Olga Tokarczuk ha scritto un libro per bambini dal titolo L’anima smarrita, stupendamente illustrato da Janna Concejo, edito in Italia da Topipittori nel 2018. È la storia di un uomo che andava sempre di fretta e che ha perso la sua anima.

“Se qualcuno fosse in grado di guardarci dall’alto, vedrebbe che il mondo è pieno di persone che corrono in fretta e furia, sudate e stanche morte, nonché delle loro anima in ritardo, smarrite, che non riescono a stare dietro ai loro proprietari…”

 

I vagabondi, uscito nel 2019, edito da Bompiani è il romanzo che ha consacrato il nuovo Nobel per la letteratura.
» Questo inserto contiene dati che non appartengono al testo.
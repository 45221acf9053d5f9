//! Catalogue and detail state for videos.
//!
//! # Design
//! - Rows are shared via `Rc` so selector clones stay cheap.
//! - Avoid storing derived values that can be recomputed at render.

use clipstream_api_models::{VideoDetail, VideoListResponse, VideoSummary};
use std::rc::Rc;

/// Catalogue slice backing the home grid.
#[derive(Clone, Debug, PartialEq, Default)]
pub struct VideoListState {
    /// Page of videos currently shown.
    pub videos: Vec<Rc<VideoSummary>>,
    /// One-based page index of the shown page.
    pub page: u32,
    /// Total pages reported by the API.
    pub total_pages: u32,
    /// Whether a catalogue fetch is outstanding.
    pub loading: bool,
}

/// Detail slice for the video being watched.
#[derive(Clone, Debug, PartialEq, Default)]
pub struct VideoDetailState {
    /// Fetched detail payload, once loaded.
    pub video: Option<Rc<VideoDetail>>,
    /// Whether the detail fetch is outstanding.
    pub loading: bool,
    /// Fetch failure message, when the load failed.
    pub error: Option<String>,
}

/// Replace the catalogue page with a fetched response.
pub fn set_catalogue(state: &mut VideoListState, response: VideoListResponse) {
    state.videos = response.videos.into_iter().map(Rc::new).collect();
    state.page = response.page;
    state.total_pages = response.total_pages;
    state.loading = false;
}

/// Mark the catalogue as fetching.
pub const fn begin_catalogue_load(state: &mut VideoListState) {
    state.loading = true;
}

/// Mark the detail slice as fetching a new video.
pub fn begin_detail_load(state: &mut VideoDetailState) {
    state.video = None;
    state.error = None;
    state.loading = true;
}

/// Install a fetched video detail.
pub fn set_detail(state: &mut VideoDetailState, detail: VideoDetail) {
    state.video = Some(Rc::new(detail));
    state.error = None;
    state.loading = false;
}

/// Record a failed detail fetch.
pub fn fail_detail(state: &mut VideoDetailState, message: String) {
    state.video = None;
    state.error = Some(message);
    state.loading = false;
}

/// Tear down the detail slice when the view unloads.
pub fn clear_detail(state: &mut VideoDetailState) {
    state.video = None;
    state.error = None;
    state.loading = false;
}

#[cfg(test)]
mod tests {
    use super::{
        VideoDetailState, VideoListState, begin_detail_load, clear_detail, fail_detail,
        set_catalogue, set_detail,
    };
    use chrono::{TimeZone, Utc};
    use clipstream_api_models::{VideoAuthor, VideoDetail, VideoListResponse, VideoSummary};

    fn summary(id: u64) -> VideoSummary {
        VideoSummary {
            id,
            title: format!("video {id}"),
            thumbnail_path: None,
            view_count: 0,
            created_at: Utc.timestamp_millis_opt(0).unwrap(),
            author: VideoAuthor {
                id: 1,
                nickname: "channel".to_string(),
                profile_image: None,
            },
        }
    }

    fn detail() -> VideoDetail {
        VideoDetail {
            id: 7,
            title: "Sea otters".to_string(),
            description: Some("raft footage".to_string()),
            video_path: "/media/7.mp4".to_string(),
            view_count: 420,
            like_count: 10,
            is_liked: false,
            subscriber_count: 200,
            is_subscribed: false,
            created_at: Utc.timestamp_millis_opt(0).unwrap(),
            author: VideoAuthor {
                id: 3,
                nickname: "otterchannel".to_string(),
                profile_image: None,
            },
        }
    }

    #[test]
    fn set_catalogue_replaces_rows_and_paging() {
        let mut state = VideoListState {
            loading: true,
            ..VideoListState::default()
        };
        set_catalogue(
            &mut state,
            VideoListResponse {
                videos: vec![summary(1), summary(2)],
                total: 12,
                page: 2,
                total_pages: 6,
            },
        );
        assert_eq!(state.videos.len(), 2);
        assert_eq!(state.page, 2);
        assert_eq!(state.total_pages, 6);
        assert!(!state.loading);
    }

    #[test]
    fn detail_load_transitions() {
        let mut state = VideoDetailState::default();
        begin_detail_load(&mut state);
        assert!(state.loading);
        set_detail(&mut state, detail());
        assert!(!state.loading);
        assert_eq!(state.video.as_ref().map(|video| video.id), Some(7));
        assert!(state.error.is_none());
    }

    #[test]
    fn failed_detail_load_records_message() {
        let mut state = VideoDetailState::default();
        begin_detail_load(&mut state);
        fail_detail(&mut state, "Video not found".to_string());
        assert!(!state.loading);
        assert!(state.video.is_none());
        assert_eq!(state.error.as_deref(), Some("Video not found"));
    }

    #[test]
    fn clear_detail_resets_the_slice() {
        let mut state = VideoDetailState::default();
        set_detail(&mut state, detail());
        clear_detail(&mut state);
        assert_eq!(state, VideoDetailState::default());
    }
}
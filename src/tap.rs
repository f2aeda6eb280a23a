// Characteristic taps, the cooldown rule and rank advancement.
// A characteristic cannot be tapped again until two *different* other
// characteristics have been tapped since its last use. The tap history is
// the only input to that rule.

use crate::character::Character;
use crate::dice::{DiceExpr, DieSource, roll_expr};
use crate::error::RulesError;
use serde::{Deserialize, Serialize};
use std::collections::HashSet;

pub const MAX_RANK: u32 = 10;
const DISTINCT_TAPS_TO_CLEAR: usize = 2;

pub fn is_disabled(name: &str, history: &[String]) -> bool {
    let Some(last) = history.iter().rposition(|tapped| tapped == name) else {
        return false;
    };
    let others: HashSet<&str> = history[last + 1..].iter().map(String::as_str).collect();
    others.len() < DISTINCT_TAPS_TO_CLEAR
}

#[derive(Debug, Clone, PartialEq, Eq, Serialize, Deserialize)]
pub struct TapOutcome {
    pub characteristic: String,
    pub bonus: i32, // Equal to the characteristic's rank.
    pub new_uses: u32,
    pub can_advance_now: bool,
}

pub fn tap(
    character: &mut Character,
    name: &str,
    history_limit: usize,
) -> Result<TapOutcome, RulesError> {
    // Validate before touching anything.
    character.characteristic(name)?;
    if is_disabled(name, &character.tap_tracking.tap_history) {
        log::warn!("{} tried to tap {} during its cooldown", character.name, name);
        return Err(RulesError::CooldownViolation {
            characteristic: name.to_string(),
        });
    }

    let characteristic = character.characteristic_mut(name)?;
    characteristic.uses += 1;
    let outcome = TapOutcome {
        characteristic: name.to_string(),
        bonus: characteristic.rank as i32,
        new_uses: characteristic.uses,
        can_advance_now: characteristic.uses >= characteristic.required_uses(),
    };

    let tracking = &mut character.tap_tracking;
    tracking.tap_history.push(name.to_string());
    let overflow = tracking.tap_history.len().saturating_sub(history_limit);
    tracking.tap_history.drain(..overflow);
    tracking.last_tapped_char = Some(name.to_string());
    tracking.global_tap_counter += 1;

    refresh_flags(character);
    log::info!(
        "{} tapped {} (+{}, {} uses)",
        character.name,
        name,
        outcome.bonus,
        outcome.new_uses
    );
    Ok(outcome)
}

#[derive(Debug, Clone, PartialEq, Eq, Serialize, Deserialize)]
#[serde(tag = "outcome", rename_all = "snake_case")]
pub enum AdvanceOutcome {
    NotReady { uses: u32, required: u32 },
    MaxRank { rank: u32 },
    Rolled {
        roll: u32,
        success: bool,
        old_rank: u32,
        new_rank: u32,
    },
}

// Try to raise a characteristic's rank.
// Needs `uses >= rank * 10` and a rank below ten; otherwise nothing changes
// and an informational outcome is returned. A 1d6 above the current rank
// succeeds. Either way the attempt consumes every accumulated use.
pub fn attempt_advance(
    character: &mut Character,
    name: &str,
    dice: &mut dyn DieSource,
) -> Result<AdvanceOutcome, RulesError> {
    let characteristic = character.characteristic_mut(name)?;
    if characteristic.uses < characteristic.required_uses() {
        return Ok(AdvanceOutcome::NotReady {
            uses: characteristic.uses,
            required: characteristic.required_uses(),
        });
    }
    if characteristic.rank >= MAX_RANK {
        return Ok(AdvanceOutcome::MaxRank {
            rank: characteristic.rank,
        });
    }

    let roll = roll_expr(dice, DiceExpr::D6).total as u32;
    let old_rank = characteristic.rank;
    let success = roll > old_rank;
    if success {
        characteristic.rank += 1;
    }
    characteristic.uses = 0;
    let new_rank = characteristic.rank;

    refresh_flags(character);
    log::info!(
        "{} advancement of {}: rolled {} vs rank {} ({})",
        character.name,
        name,
        roll,
        old_rank,
        if success { "advanced" } else { "failed" }
    );
    Ok(AdvanceOutcome::Rolled {
        roll,
        success,
        old_rank,
        new_rank,
    })
}

// Rewrite the cached `is_disabled` and `can_advance` flags from current state.
pub fn refresh_flags(character: &mut Character) {
    let history = &character.tap_tracking.tap_history;
    for (name, characteristic) in character.characteristics.iter_mut() {
        characteristic.is_disabled = is_disabled(name, history);
        characteristic.can_advance = characteristic.uses >= characteristic.required_uses();
    }
}

// Characteristics that may be tapped right now, in name order.
pub fn available(character: &Character) -> Vec<&str> {
    character
        .characteristics
        .keys()
        .filter(|name| !is_disabled(name, &character.tap_tracking.tap_history))
        .map(String::as_str)
        .collect()
}
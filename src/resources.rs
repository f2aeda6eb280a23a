// Derived resources: Inventory, Load, Reserve, the Sand clamp and armor totals.
// Derivation only ever writes derived fields, so running it twice in a row
// gives the same character as running it once.

use crate::character::Character;
use crate::item::{ArmorDomain, ItemKind};
use crate::settings::Settings;

pub const MIN_INVENTORY: i32 = 10;
pub const BONE_WARD_NAME: &str = "bone-ward fetish";
pub const BONE_WARD_BONUS: i32 = 1;

pub fn derive_resources(character: &mut Character, settings: &Settings) {
    let inventory = character.attributes.vigor.max(MIN_INVENTORY);
    let load = load(character);
    let social_armor = social_armor(character, settings);

    let resources = &mut character.resources;
    resources.inventory = inventory;
    resources.load = load;
    resources.reserve.value = inventory - load;
    resources.reserve.max = inventory;

    // Clamp down only; Sand is never topped up here.
    let sand = &mut resources.sand;
    sand.value = sand.value.min(sand.max).max(0);

    resources.social_armor = social_armor;
}

// Total slot cost of everything the character carries.
pub fn load(character: &Character) -> i32 {
    character.items.iter().map(|item| item.slots()).sum()
}

// Sum of physical armor values of owned armor items.
pub fn physical_armor(character: &Character) -> i32 {
    character
        .items
        .iter()
        .filter_map(|item| item.as_armor())
        .filter(|armor| armor.domain == ArmorDomain::Physical)
        .map(|armor| armor.value.max(0))
        .sum()
}

pub fn social_armor(character: &Character, settings: &Settings) -> i32 {
    let mut total = 0;
    for item in &character.items {
        if let ItemKind::Armor(armor) = &item.kind {
            if armor.domain == ArmorDomain::Social {
                total += armor.value.max(0);
            }
        }
        if item.social_armor > 0 {
            total += item.social_armor;
        }
    }

    if settings.bone_ward_mitigation && owns_bone_ward(character, settings) {
        total += BONE_WARD_BONUS;
    }
    total
}

// The ward counts when its source id matches the configured one, or by name as a fallback.
pub fn owns_bone_ward(character: &Character, settings: &Settings) -> bool {
    let source_id = settings
        .bone_ward_item_source_id
        .as_deref()
        .filter(|id| !id.is_empty());

    character.items.iter().any(|item| {
        if let (Some(wanted), Some(source)) = (source_id, item.source_id.as_deref()) {
            if wanted == source {
                return true;
            }
        }
        item.name.to_lowercase().contains(BONE_WARD_NAME)
    })
}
È un libro insolito e affascinante, che trasforma la nozione di romanzo tradizionale, una costellazione di storie e personaggi che ruotano attorno al senso del viaggio.
 

Anche Peter Handke ha scritto sull’infanzia. Ricordiamo la sua poesia Elogio dell’infanzia: su questi versi comincia Il cielo sopra Berlino il film capolavoro di Wim Wenders.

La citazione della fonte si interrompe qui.